I have been visiting Cambodia annually over the last 5 years to do volunteer work in Phnom Penh for a month each time. It has been an extremely humbling and rewarding experience and I would encourage anyone contemplating volunteering to go ahead and do it. I have met so many amazing Cambodian people during my visits here and many have become life-long friends.
In January-February 2014 I was in Cambodia for 5 weeks and this was my expenditure over the first 2 weeks.
Total $ 487.8
On my first visit to Phnom Penh I stayed at a guest house down at the Riverfront ( also known as Riverside) where the majority of tourists like to stay. It is an exciting place to be with many restaurants and tourist shops, the Royal Palace and National Museaum, the Silver Pagoda etc to visit, and the river promenade to stroll along.
Phnom Penh is a densely populated, chaotic city and it can be quite a culture shock to the average western visitor. At the end of a busy day volunteering I just want to retreat to a quiet, secluded guest house and relax. These are found further back from Riverside with many lovely ones in the vicinity of the Independence Monument ( between Monivong and Norodom Boulevards between streets 240 and 310).
During this visit to Phnom Penh I volunteered in the poor neighbourhood of Stung Meanchey which until recently was infamous for it’s rubbish “dump children”. I chose to stay in a simple guest house close to the Russian Market and within 15 minutes tuk tuk ride from my workplace. Because I volunteered for 5 weeks and paid for my airfares, accommodation and food I wanted to stick to a tight budget. I found the Chea Samnang II Guest House online for US$20/night and booked the first 2 nights to see if I liked it. This was a good idea because when I chose to stay on for 2 weeks I was able to negotiate a lower price of US$15/night. For this price I got a small room with a large window, double bed, wardrobe, 2 chairs, flat-screen TV, free Wi-Fi, 2 small bottles/water per day and fresh towels and room service on request. The down side of staying at a cheap guest house is that the staff didn’t speak English, however they were lovely and we got by.
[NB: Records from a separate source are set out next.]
// Copyright 2025 the Understory Authors
// SPDX-License-Identifier: Apache-2.0 OR MIT

//! Shared helpers for the `tvnav` demos.

use kurbo::Rect;
use tvnav_dom::{Document, Element, NodeId};

/// A row of equally sized tiles under `parent`, each tagged with `id`.
pub fn shelf(
    doc: &mut Document,
    parent: NodeId,
    origin: (f64, f64),
    names: &[&str],
) -> Vec<NodeId> {
    let (x0, y0) = origin;
    names
        .iter()
        .zip(0_u32..)
        .map(|(name, i)| {
            let x = x0 + f64::from(i) * 220.0;
            doc.append(
                parent,
                Element::new("button")
                    .with_id(name)
                    .with_bounds(Rect::new(x, y0, x + 200.0, y0 + 120.0)),
            )
        })
        .collect()
}

/// The `id` attribute of an element, or `-` when there is none.
pub fn label(doc: &Document, node: Option<NodeId>) -> &str {
    node.and_then(|n| doc.element(n))
        .and_then(|e| e.id())
        .unwrap_or("-")
}
// Copyright 2025 the Understory Authors
// SPDX-License-Identifier: Apache-2.0 OR MIT

//! The four navigation directions.

use core::fmt;
use core::str::FromStr;

/// A navigation direction. No diagonals.
#[derive(Copy, Clone, Debug, PartialEq, Eq, Hash)]
#[cfg_attr(feature = "serde", derive(serde::Serialize, serde::Deserialize))]
#[cfg_attr(feature = "serde", serde(rename_all = "lowercase"))]
pub enum Direction {
    /// Towards smaller `y`.
    Up,
    /// Towards larger `y`.
    Down,
    /// Towards smaller `x`.
    Left,
    /// Towards larger `x`.
    Right,
}

impl Direction {
    /// All directions, in the order key-code lookup consults them.
    pub const ALL: [Self; 4] = [Self::Up, Self::Down, Self::Left, Self::Right];

    /// The direction pointing back the way this one came.
    #[must_use]
    pub const fn opposite(self) -> Self {
        match self {
            Self::Up => Self::Down,
            Self::Down => Self::Up,
            Self::Left => Self::Right,
            Self::Right => Self::Left,
        }
    }

    /// Returns `true` for [`Left`](Self::Left) and [`Right`](Self::Right).
    #[must_use]
    pub const fn is_horizontal(self) -> bool {
        matches!(self, Self::Left | Self::Right)
    }

    /// Lower-case name, as used in override attribute names (`data-focus-left`).
    #[must_use]
    pub const fn name(self) -> &'static str {
        match self {
            Self::Up => "up",
            Self::Down => "down",
            Self::Left => "left",
            Self::Right => "right",
        }
    }

    pub(crate) const fn index(self) -> usize {
        match self {
            Self::Up => 0,
            Self::Down => 1,
            Self::Left => 2,
            Self::Right => 3,
        }
    }
}

impl fmt::Display for Direction {
    fn fmt(&self, f: &mut fmt::Formatter<'_>) -> fmt::Result {
        f.write_str(self.name())
    }
}

/// Error returned when parsing a [`Direction`] from an unknown name.
#[derive(Copy, Clone, Debug, PartialEq, Eq, thiserror::Error)]
#[error("expected one of `up`, `down`, `left`, `right`")]
pub struct UnknownDirection;

impl FromStr for Direction {
    type Err = UnknownDirection;

    fn from_str(s: &str) -> Result<Self, Self::Err> {
        Self::ALL
            .into_iter()
            .find(|d| s.eq_ignore_ascii_case(d.name()))
            .ok_or(UnknownDirection)
    }
}

#[cfg(test)]
mod tests {
    use super::*;

    #[test]
    fn opposite_is_an_involution() {
        for d in Direction::ALL {
            assert_ne!(d, d.opposite());
            assert_eq!(d, d.opposite().opposite());
            assert_eq!(d.is_horizontal(), d.opposite().is_horizontal());
        }
    }

    #[test]
    fn parses_names_case_insensitively() {
        assert_eq!("Left".parse(), Ok(Direction::Left));
        assert_eq!("DOWN".parse(), Ok(Direction::Down));
        assert_eq!("north".parse::<Direction>(), Err(UnknownDirection));
    }
}
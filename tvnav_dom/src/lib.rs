// Copyright 2025 the Understory Authors
// SPDX-License-Identifier: Apache-2.0 OR MIT

// After you edit the crate's doc comment, run this command, then check README.md for any missing links
// cargo rdme --workspace-project=tvnav_dom --heading-base-level=0

//! tvnav DOM: a small, headless document model for spatial focus navigation.
//!
//! The focus engine in `tvnav` needs exactly what a browser document would give it:
//! a tree of elements in document order, a layout box per element, a notion of
//! "disabled", "hidden" and tab index, a single focused element, and enough of a
//! selector language to resolve author overrides such as `data-focus-left="#home"`.
//! This crate provides that and nothing more.
//!
//! ## Not a layout engine
//!
//! This crate does not measure or arrange anything.
//! Upstream code computes positions and sizes and writes them into
//! [`Element::bounds`] (viewport coordinates). The engine reads those boxes at the
//! moment it resolves a move and never caches them.
//!
//! ## API overview
//!
//! - [`Document`]: element arena with a root (`body`) spanning the viewport.
//! - [`Element`]: tag, id, [`ClassList`], attributes, bounds, [`ElementFlags`], tab index, frame.
//! - [`NodeId`]: generational handle. Stale handles never alias a live element.
//! - [`FrameId`]: handle of an embedded document; an element carrying one is an iframe.
//! - [`SelectorList`] / [`Selector`]: compound selectors (`tag#id.class[attr=value]`), comma lists.
//!
//! ## Example
//!
//! ```
//! use kurbo::Rect;
//! use tvnav_dom::{Document, Element, SelectorList};
//!
//! let mut doc = Document::new(Rect::new(0.0, 0.0, 1280.0, 720.0));
//! let root = doc.root();
//! let play = doc.append(
//!     root,
//!     Element::new("button")
//!         .with_id("play")
//!         .with_bounds(Rect::new(100.0, 100.0, 300.0, 160.0)),
//! );
//!
//! let selector: SelectorList = "#play".parse().unwrap();
//! assert_eq!(doc.query_selector(root, &selector), Some(play));
//!
//! assert!(doc.focus(play));
//! assert_eq!(doc.active_element(), Some(play));
//! ```
//!
//! This crate is `no_std` and uses `alloc`.

#![no_std]

extern crate alloc;

mod document;
mod element;
mod selector;
mod types;

pub use document::{Descendants, Document};
pub use element::{ClassList, Element};
pub use selector::{AttributeMatch, Selector, SelectorError, SelectorList};
pub use types::{ElementFlags, FrameId, NodeId};
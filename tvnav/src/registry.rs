// Copyright 2025 the Understory Authors
// SPDX-License-Identifier: Apache-2.0 OR MIT

//! Focusable registry: which elements in a scope may receive focus.
//!
//! Eligibility is recomputed on every query; nothing here is cached between
//! calls because the document can change between any two moves.

use alloc::string::{String, ToString};
use alloc::vec::Vec;

use tvnav_dom::{Document, NodeId, SelectorError, SelectorList};

/// Decides which elements are focus targets.
///
/// An element is focusable when all of the following hold:
/// - It is attached and rendered (it and every ancestor are visible).
/// - It is not disabled.
/// - Its bounds are non-empty.
/// - Its explicit tab index is not `-1`.
/// - Its effective tab index is `>= 0`, or it matches one of the custom
///   [`selectors`](Self::selectors).
#[derive(Clone, Debug, Default)]
pub struct FocusRegistry {
    sources: Vec<String>,
    selectors: Vec<SelectorList>,
}

impl FocusRegistry {
    /// Creates a registry with no custom selectors.
    #[must_use]
    pub fn new() -> Self {
        Self::default()
    }

    /// Adds a custom focusable selector (for example `".tile"`).
    pub fn push_selector(&mut self, selector: &str) -> Result<(), SelectorError> {
        let parsed = selector.parse::<SelectorList>()?;
        self.sources.push(selector.to_string());
        self.selectors.push(parsed);
        Ok(())
    }

    /// Removes all custom selectors.
    pub fn clear_selectors(&mut self) {
        self.sources.clear();
        self.selectors.clear();
    }

    /// Custom selectors, as they were pushed.
    #[must_use]
    pub fn selectors(&self) -> &[String] {
        &self.sources
    }

    fn matches_custom(&self, doc: &Document, id: NodeId) -> bool {
        doc.element(id)
            .is_some_and(|e| self.selectors.iter().any(|s| s.matches(e)))
    }

    /// Returns `true` if `id` is a focus target right now.
    #[must_use]
    pub fn is_focusable(&self, doc: &Document, id: NodeId) -> bool {
        let Some(element) = doc.element(id) else {
            return false;
        };
        if element.is_disabled() || element.bounds.is_zero_area() || !doc.is_rendered(id) {
            return false;
        }
        match element.tab_index {
            Some(-1) => false,
            _ if element.effective_tab_index().is_some_and(|t| t >= 0) => true,
            _ => element.tab_index.is_none() && self.matches_custom(doc, id),
        }
    }

    /// Focusable elements strictly inside `scope`, lazily, in document order.
    pub fn query_all<'a>(
        &'a self,
        doc: &'a Document,
        scope: NodeId,
    ) -> impl Iterator<Item = NodeId> + 'a {
        doc.descendants(scope)
            .filter(move |&id| self.is_focusable(doc, id))
    }

    /// Gives custom-selector matches without an explicit tab index a tab index of `0`.
    ///
    /// Resolution already treats such elements as tab index `0`; this makes
    /// the assignment visible to anything else reading the document. Author
    /// tab indices (including `-1`) are never overwritten. Returns the number
    /// of elements updated.
    pub fn discover(&self, doc: &mut Document, scope: NodeId) -> usize {
        if self.selectors.is_empty() {
            return 0;
        }
        let found: Vec<NodeId> = doc
            .descendants(scope)
            .filter(|&id| {
                doc.element(id).is_some_and(|e| {
                    e.tab_index.is_none() && e.effective_tab_index().is_none()
                }) && self.matches_custom(doc, id)
            })
            .collect();
        for &id in &found {
            if let Some(e) = doc.element_mut(id) {
                e.tab_index = Some(0);
            }
        }
        found.len()
    }
}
I was very fortunate that the NGO (Charity) I volunteered for picked me up from the airport (saving me about $9-10) and provided me with tuk tuk transport to and from my volunteer work. Without this assistance I would think most tourists would budget for US$6-12/day on tuk tuk transport. Moto taxis cost about a third as much but this is a pretty risky form of transport, especially if an helmet is not provided for you. I only had to pay for a few tuk tuk rides myself as my Cambodian friends provided me with transport when we went out together.
My guest house allowed me to use the small fridge down in their reception area. I purchased my own milk, yoghurt and cereal for my breakfasts. Most days I bought lunch at a stall in the Russian Market. A plate of fried noodles with vegetables and beef cost me US$1.25. Two fresh spring rolls cost US$1.50 and a bowl of rice porridge chicken soup cost about US$1. I took 2 friends out for dinner a few times which averaged out at US$22 for all of us.
I always buy a Sim card when I’m Cambodia so that I can call my friends, work associates and my tuk tuk driver. The card is only a few dollars and I spent U$4 on calls and texts over the 2 weeks. I talked to loved ones at home via Skype.
I find it very disturbing that you can buy almost any drug you want at pharmacies in Cambodia without a prescription e.g antibiotics. During my first 2 weeks there I spent US$0.75 on 10 Ibuprofen tabs for period pain and US$2.5 on Otrivine decongestive nasal spray for a cold.